Smaller than Life
Why a blog? Simple. Cacoethes Scribendi -- the urge to write! My literary pretensions and caprices bring me here. Like any writer I write to be read. All my posts, though fettered to my small world and trivially myopic, will live and yearn that somebody connects to them someday. Cognitive frenzies, sardonic musings, aimless banters, incoherent ramblings and trivial indulgences; this is simply an episodic narrative of my trivial world -- in a grain of sand… Smaller than Life.

Graffiti

When I am dead,
I hope it is said,
'His sins were scarlet,
but his books were read'.

- Hillaire Belloc

This is my letter to the world
That never wrote to me, --
The simple news that Nature told
With tender majesty.

Her message is committed
To hands I cannot see;
For love of her, sweet countrymen,
Judge tenderly of me!

- Emily Dickinson

The thoughts of our past years
          in me doth breed
Perpetual benediction

- William Wordsworth

Monday, March 22, 2004
 
Lawyer at Large

This was a mail that I received from my uncle yesterday that contains a link to a compilation of Pre-1947 Asian authors in which my Great-Grandfather's works are also catalogued:

Indo-Anglian Literature: Lala on the Net

Click on this hyperlink and check both under "Drama" and "Fiction
works by individual authors" .... look for Nagarajan, Krishnaswamy:
http://www.lib.washington.edu/Southasia/guides/pre1947.html
Please share with other members of our family.

I think growing up we knew we were living with a legend!

Love
(Signed)


This has made me as proud as a peacock in the rain. With due respects to all the people who have helped me become a better writer and thinker, I daresay that had I had the chance to interact with my Great-Grandfather, I am sure my literary interests would have been better moulded. I have chanced to read quite a few of his works - his short-stories and his autobiography. I can recollect having marvelled at his mastery of the language then; his erudition still sometimes has me in thralls.
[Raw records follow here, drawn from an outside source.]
//! Order Model
//!
//! An order owns its records (line-item snapshots) and an append-only history
//! log. The total amount is never persisted: it is derived from the records on
//! every read, so out-of-band corrections to a record can never diverge from
//! the reported total.

use super::paging::PageInfo;
use super::product::Currency;
use chrono::{DateTime, Utc};
use serde::{Deserialize, Serialize};
use uuid::Uuid;

/// Flat fee charged per order, in minor units (1,000 per order)
pub const ORDER_FEE: i64 = 100_000;

/// Order lifecycle status
///
/// `Cancelled` is terminal: no operation transitions out of it.
#[derive(Debug, Clone, Copy, PartialEq, Eq, Serialize, Deserialize)]
#[serde(rename_all = "lowercase")]
pub enum OrderStatus {
    Pending,
    Processing,
    Shipped,
    Delivered,
    Cancelled,
}

impl OrderStatus {
    pub fn as_str(&self) -> &'static str {
        match self {
            OrderStatus::Pending => "pending",
            OrderStatus::Processing => "processing",
            OrderStatus::Shipped => "shipped",
            OrderStatus::Delivered => "delivered",
            OrderStatus::Cancelled => "cancelled",
        }
    }

    /// Terminal states admit no further transitions
    pub fn is_terminal(&self) -> bool {
        matches!(self, OrderStatus::Cancelled)
    }
}

impl std::fmt::Display for OrderStatus {
    fn fmt(&self, f: &mut std::fmt::Formatter<'_>) -> std::fmt::Result {
        f.write_str(self.as_str())
    }
}

/// One append-only history entry; entries are insertion-ordered
#[derive(Debug, Clone, Serialize, Deserialize)]
pub struct OrderHistoryEntry {
    pub note: String,
    pub status: OrderStatus,
    pub created_at: DateTime<Utc>,
}

/// Line-item snapshot belonging to exactly one order
///
/// `amount` is the unit price captured at placement time; later product price
/// changes do not touch it.
#[derive(Debug, Clone, Serialize, Deserialize)]
pub struct OrderRecord {
    pub id: Uuid,
    pub product_id: Uuid,
    pub quantity: i64,
    pub order_id: Uuid,
    pub amount: i64,
    pub created_at: DateTime<Utc>,
}

/// Order entity
#[derive(Debug, Clone, Serialize, Deserialize)]
pub struct Order {
    pub id: Uuid,
    pub user_id: Uuid,
    pub tracking_code: String,
    pub status: OrderStatus,
    pub currency: Currency,
    pub fee: i64,
    pub history: Vec<OrderHistoryEntry>,
    #[serde(rename = "order_records")]
    pub records: Vec<OrderRecord>,
    /// Storage-owned modification counter, checked on status writes
    #[serde(default)]
    pub version: u64,
    pub created_at: DateTime<Utc>,
    pub updated_at: DateTime<Utc>,
    /// Derived, never persisted; see [`Order::compute_total`]
    #[serde(default)]
    pub total_amount: i64,
}

impl Order {
    /// Sum of `amount * quantity` over the order's records
    pub fn compute_total(&self) -> i64 {
        self.records
            .iter()
            .map(|record| record.amount * record.quantity)
            .sum()
    }

    /// Refresh the derived total from the current records
    pub fn with_total(mut self) -> Self {
        self.total_amount = self.compute_total();
        self
    }
}

/// One requested line item in a place-order call
#[derive(Debug, Clone, Serialize, Deserialize)]
pub struct LineItem {
    pub product_id: Uuid,
    pub quantity: i64,
}

/// Place-order payload
#[derive(Debug, Clone, Serialize, Deserialize)]
pub struct OrderCreate {
    pub data: Vec<LineItem>,
    pub currency: Currency,
}

/// Admin status-update payload
#[derive(Debug, Clone, Serialize, Deserialize)]
pub struct OrderStatusUpdate {
    pub status: OrderStatus,
}

/// Order list page with pagination info
#[derive(Debug, Clone, Serialize, Deserialize)]
pub struct OrdersPage {
    pub orders: Vec<Order>,
    pub paging_info: PageInfo,
}

#[cfg(test)]
mod tests {
    use super::*;

    fn record(amount: i64, quantity: i64) -> OrderRecord {
        OrderRecord {
            id: Uuid::new_v4(),
            product_id: Uuid::new_v4(),
            quantity,
            order_id: Uuid::nil(),
            amount,
            created_at: Utc::now(),
        }
    }

    #[test]
    fn test_compute_total() {
        let order = Order {
            id: Uuid::new_v4(),
            user_id: Uuid::new_v4(),
            tracking_code: "REF123".into(),
            status: OrderStatus::Pending,
            currency: Currency::Ngn,
            fee: ORDER_FEE,
            history: vec![],
            records: vec![record(4_500, 2), record(1_000, 3)],
            version: 0,
            created_at: Utc::now(),
            updated_at: Utc::now(),
            total_amount: 0,
        };

        assert_eq!(order.compute_total(), 4_500 * 2 + 1_000 * 3);
        assert_eq!(order.with_total().total_amount, 12_000);
    }

    #[test]
    fn test_status_serialization() {
        assert_eq!(
            serde_json::to_string(&OrderStatus::Pending).unwrap(),
            "\"pending\""
        );
        let status: OrderStatus = serde_json::from_str("\"cancelled\"").unwrap();
        assert_eq!(status, OrderStatus::Cancelled);
    }

    #[test]
    fn test_terminal_status() {
        assert!(OrderStatus::Cancelled.is_terminal());
        assert!(!OrderStatus::Pending.is_terminal());
        assert!(!OrderStatus::Delivered.is_terminal());
    }
}
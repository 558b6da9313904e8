//! JWT Token Service
//!
//! Issues and verifies the signed, time-bounded identity tokens carried by
//! authenticated requests. Tokens are stateless and self-contained: there is
//! no server-side token state and no revocation list, so validity is purely a
//! function of signature and expiry.

use chrono::{Duration, Utc};
use jsonwebtoken::errors::ErrorKind;
use jsonwebtoken::{decode, encode, Algorithm, DecodingKey, EncodingKey, Header, Validation};
use serde::{Deserialize, Serialize};
use shared::models::User;
use thiserror::Error;

/// JWT Configuration
#[derive(Debug, Clone)]
pub struct JwtConfig {
    /// Signing secret (should be at least 32 bytes)
    pub secret: String,
    /// Token lifetime in minutes
    pub expiration_minutes: i64,
}

impl Default for JwtConfig {
    fn default() -> Self {
        let secret = std::env::var("JWT_SECRET").unwrap_or_else(|_| {
            #[cfg(debug_assertions)]
            {
                tracing::warn!(
                    "JWT_SECRET not set! Using insecure default key. DO NOT USE IN PRODUCTION!"
                );
                "dev-secret-key-change-in-production-min-32-chars-long".to_string()
            }
            #[cfg(not(debug_assertions))]
            {
                panic!("FATAL: JWT_SECRET environment variable is not set!");
            }
        });

        Self {
            secret,
            expiration_minutes: std::env::var("JWT_EXPIRATION_MINUTES")
                .ok()
                .and_then(|s| s.parse().ok())
                .unwrap_or(180), // 3 hours default
        }
    }
}

/// Claims stored in the token
#[derive(Debug, Clone, Serialize, Deserialize)]
pub struct Claims {
    /// Subject: user id
    pub sub: String,
    /// Email of the subject
    pub email: String,
    /// Expiration timestamp
    pub exp: i64,
    /// Issued at timestamp
    pub iat: i64,
}

/// JWT Errors
#[derive(Error, Debug)]
pub enum JwtError {
    #[error("Invalid token: {0}")]
    InvalidToken(String),

    #[error("Token expired")]
    ExpiredToken,

    #[error("Invalid signature")]
    InvalidSignature,

    #[error("Token generation failed: {0}")]
    SigningFailed(String),
}

/// JWT Token Service
#[derive(Clone)]
pub struct JwtService {
    pub config: JwtConfig,
    encoding_key: EncodingKey,
    decoding_key: DecodingKey,
}

impl JwtService {
    /// Create a new JWT service with default config
    pub fn new() -> Self {
        Self::with_config(JwtConfig::default())
    }

    /// Create a new JWT service with custom config
    pub fn with_config(config: JwtConfig) -> Self {
        Self {
            encoding_key: EncodingKey::from_secret(config.secret.as_bytes()),
            decoding_key: DecodingKey::from_secret(config.secret.as_bytes()),
            config,
        }
    }

    /// Issue a token asserting the given user's identity
    pub fn issue(&self, user: &User) -> Result<String, JwtError> {
        let now = Utc::now();
        let expiration = now + Duration::minutes(self.config.expiration_minutes);

        let claims = Claims {
            sub: user.id.to_string(),
            email: user.email.clone(),
            exp: expiration.timestamp(),
            iat: now.timestamp(),
        };

        encode(&Header::default(), &claims, &self.encoding_key)
            .map_err(|e| JwtError::SigningFailed(e.to_string()))
    }

    /// Validate and decode a token
    pub fn verify(&self, token: &str) -> Result<Claims, JwtError> {
        let mut validation = Validation::new(Algorithm::HS256);
        // Expiry is a strict comparison against this side's clock
        validation.leeway = 0;

        let token_data =
            decode::<Claims>(token, &self.decoding_key, &validation).map_err(|e| match e.kind() {
                ErrorKind::ExpiredSignature => JwtError::ExpiredToken,
                ErrorKind::InvalidSignature => JwtError::InvalidSignature,
                _ => JwtError::InvalidToken(e.to_string()),
            })?;

        Ok(token_data.claims)
    }

    /// Extract the credential from an Authorization header value
    ///
    /// The header must be exactly a two-token "scheme credential" pair; the
    /// second token is the credential.
    pub fn extract_from_header(header: &str) -> Option<&str> {
        let mut fields = header.split_whitespace();
        let _scheme = fields.next()?;
        let credential = fields.next()?;
        if fields.next().is_some() {
            return None;
        }
        Some(credential)
    }
}

impl Default for JwtService {
    fn default() -> Self {
        Self::new()
    }
}
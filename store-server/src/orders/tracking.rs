//! Tracking code generation

use rand::Rng;

const TRACKING_CODE_LEN: usize = 12;
const ALPHABET: &[u8] = b"ABCDEFGHIJKLMNOPQRSTUVWXYZ0123456789";

/// Generate a fresh order tracking reference
pub fn generate_tracking_code() -> String {
    let mut rng = rand::thread_rng();
    (0..TRACKING_CODE_LEN)
        .map(|_| ALPHABET[rng.gen_range(0..ALPHABET.len())] as char)
        .collect()
}

#[cfg(test)]
mod tests {
    use super::*;

    #[test]
    fn test_length_and_charset() {
        let code = generate_tracking_code();
        assert_eq!(code.len(), 12);
        assert!(code.bytes().all(|b| ALPHABET.contains(&b)));
    }

    #[test]
    fn test_codes_vary() {
        assert_ne!(generate_tracking_code(), generate_tracking_code());
    }
}
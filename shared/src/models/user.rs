//! User Model

use chrono::{DateTime, Utc};
use serde::{Deserialize, Serialize};
use uuid::Uuid;

/// User role
///
/// A closed set: authorization is an exact-match comparison, there is no
/// role hierarchy (an admin does not implicitly pass a user-only gate).
#[derive(Debug, Clone, Copy, PartialEq, Eq, Hash, Serialize, Deserialize)]
#[serde(rename_all = "lowercase")]
pub enum UserRole {
    User,
    Admin,
}

impl UserRole {
    pub fn as_str(&self) -> &'static str {
        match self {
            UserRole::User => "user",
            UserRole::Admin => "admin",
        }
    }
}

impl std::fmt::Display for UserRole {
    fn fmt(&self, f: &mut std::fmt::Formatter<'_>) -> std::fmt::Result {
        f.write_str(self.as_str())
    }
}

/// User entity
#[derive(Debug, Clone, Serialize, Deserialize)]
pub struct User {
    pub id: Uuid,
    pub email: String,
    /// Argon2 hash, never serialized in responses
    #[serde(skip_serializing, default)]
    pub password_hash: String,
    pub first_name: String,
    pub last_name: String,
    pub role: UserRole,
    pub created_at: DateTime<Utc>,
    pub updated_at: DateTime<Utc>,
}

/// Sign-up payload
#[derive(Debug, Clone, Serialize, Deserialize)]
pub struct UserCreate {
    pub email: String,
    pub password: String,
    #[serde(rename = "firstName")]
    pub first_name: String,
    #[serde(rename = "lastName")]
    pub last_name: String,
    /// Defaults to `user` when omitted
    pub role: Option<UserRole>,
}

/// Login payload
#[derive(Debug, Clone, Serialize, Deserialize)]
pub struct Credentials {
    pub email: String,
    pub password: String,
}

/// Login response: the user together with a fresh access token
#[derive(Debug, Clone, Serialize, Deserialize)]
pub struct AuthenticatedUser {
    pub user: User,
    #[serde(rename = "accessToken")]
    pub access_token: String,
}
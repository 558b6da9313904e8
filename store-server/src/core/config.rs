//! Server Configuration

use crate::auth::JwtConfig;

/// Server configuration, sourced from the environment
#[derive(Debug, Clone)]
pub struct Config {
    pub host: String,
    pub http_port: u16,
    pub jwt: JwtConfig,
    pub environment: String,
    pub log_dir: Option<String>,
}

impl Config {
    pub fn from_env() -> Self {
        Self {
            host: std::env::var("APP_HOST").unwrap_or_else(|_| "0.0.0.0".into()),
            http_port: std::env::var("HTTP_PORT")
                .ok()
                .and_then(|p| p.parse().ok())
                .unwrap_or(7000),
            jwt: JwtConfig::default(),
            environment: std::env::var("APP_ENV").unwrap_or_else(|_| "development".into()),
            log_dir: std::env::var("LOG_DIR").ok(),
        }
    }

    pub fn is_production(&self) -> bool {
        self.environment == "production"
    }

    pub fn is_development(&self) -> bool {
        self.environment == "development"
    }
}

impl Default for Config {
    fn default() -> Self {
        Self::from_env()
    }
}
After reading almost all his works, I think I will do well to say that he was one of the very few who wrote the English language like the fastidious Britisher without attempting to sound British in his thoughts and retaining his innate Indianness. His writings, to me, exhibit that kind of poise and honesty.

This is an excerpt of a mail that I had written to one of my English Professors last summer:

Dear Sir,

I write to you with more gusto than usual for this holiday has been extremely eventful. Even as I returned home, I stumbled upon my cousin who was leaving the very night. The meeting proved to be serendipitous for I was able to wrest out of her my great-grandfather's autobiography. He was a lawyer at Pudukkottai, a district abutting Trichirapoly (which is in South India, famous as an industrial centre for BHEL). He was, I have chanced to hear from many a relative - distant and near, a lawyer with a facile tongue, and his popularity, the faithful vehemently adhere till today, was on comparable terms with the Maharajah of Pudukkottai. Right from my childhood, eulogistic tales of his have been thrust upon me and I am only hoping, against my better senses, that they have not swept me off my feet.

But, I was more attracted to his natural propensity and his felicity of the English language. One of the more fortunate few to have studied under British pedagogues, he appears to have taken after them quite naturally in thoughts and demeanours. The other day I went through his autobiography, written in three parts. It is an original manuscript - meticulously typewritten and off-white with time's imprints. Being one of a literary bent, I daresay, even the very smell of the old parchments and the scripts of the Olevetti typewriter (now obsolete, with the advent of the computer) have held me in thralls.

Though it is only evident that he has written this with the ambition of giving vent to his literary presumptions, to give him his due, he has also mentioned that he hopes that this book will serve to open all his descendants to their legacy. And I am glad that I read this manuscript and I shall consider myself beholden to getting the manuscript published.